Summary
According to Peter Brooks, plot amounts to the ‘design and intention of narrative, what shapes a story and gives it a certain direction or intent of meaning … the logic or perhaps the syntax of a certain kind of discourse, one that develops its propositions only through temporal sequence and progression' (Brooks, Reading for the Plot: Design and Intention in Narrative, xi). Plotting amounts to ‘that which moves us forward as readers of the narrative text, that which makes us … [seek] through the narrative text as it unfurls before us a precipitation of shape and meaning’ (ibid., 35), portraying and embodying the ‘internal energies and tensions, compulsions, resistances, and desires’ in order to ‘shape the creation of meaning within time’ (ibid., xiv).
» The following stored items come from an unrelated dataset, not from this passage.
use std::net::IpAddr;
use std::path::PathBuf;

use clap::Parser;
use serde::Deserialize;

#[derive(Debug, Parser)]
#[command(name = "drone", about = "Multi-vehicle mission execution module")]
pub struct Args {
    #[arg(long = "PLD_Address")]
    pub pld_address: IpAddr,

    #[arg(long = "PLD_port")]
    pub pld_port: u16,

    #[arg(long)]
    pub config: Option<PathBuf>,
}

/// Static per-vehicle settings the wire protocol never carries (§4.3):
/// simulator autostart command, connection URL, takeoff altitude, home.
#[derive(Debug, Clone, Deserialize)]
pub struct VehicleConfig {
    pub connection_url: String,
    #[serde(default)]
    pub autostart: bool,
    #[serde(default)]
    pub command_px4: Option<String>,
    #[serde(default = "default_takeoff_altitude")]
    pub takeoff_altitude_m: f64,
    pub home_lat: f64,
    pub home_lon: f64,
}

fn default_takeoff_altitude() -> f64 {
    20.0
}

#[derive(Debug, Clone, Deserialize)]
pub struct DroneTuning {
    pub vehicles: Vec<VehicleConfig>,
    #[serde(default)]
    pub pause_at_second_waypoint: bool,
    #[serde(default = "default_health_gate_timeout")]
    pub health_gate_timeout_s: f64,
}

fn default_health_gate_timeout() -> f64 {
    60.0
}

impl Default for DroneTuning {
    fn default() -> Self {
        Self {
            vehicles: vec![VehicleConfig {
                connection_url: "udp://:14540".into(),
                autostart: false,
                command_px4: None,
                takeoff_altitude_m: default_takeoff_altitude(),
                home_lat: 0.0,
                home_lon: 0.0,
            }],
            pause_at_second_waypoint: false,
            health_gate_timeout_s: default_health_gate_timeout(),
        }
    }
}

pub async fn load_tuning(path: Option<&std::path::Path>) -> anyhow::Result<DroneTuning> {
    match path {
        None => Ok(DroneTuning::default()),
        Some(p) => {
            let text = tokio::fs::read_to_string(p).await?;
            Ok(toml::from_str(&text)?)
        }
    }
}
Brooks's is basically a conservative theory. Like Aristotle in explaining the affective power of tragedy, Brooks believes that people read in good part because of the way the plot fulfils the central functions mentioned in the last sentence of the paragraph above. Brooks is speaking not about Hardy's narratives but about the nature of narrative; but much about Tess becomes clearer if we look at it in the light of this strong recent analysis of plotting.
Arnold Bennett thought that Hardy's novels were master-works of plot and symbolism. It is likely he had in mind their neat outlines, what other readers have called their architectural qualities; and one is not inclined to argue against such a concept.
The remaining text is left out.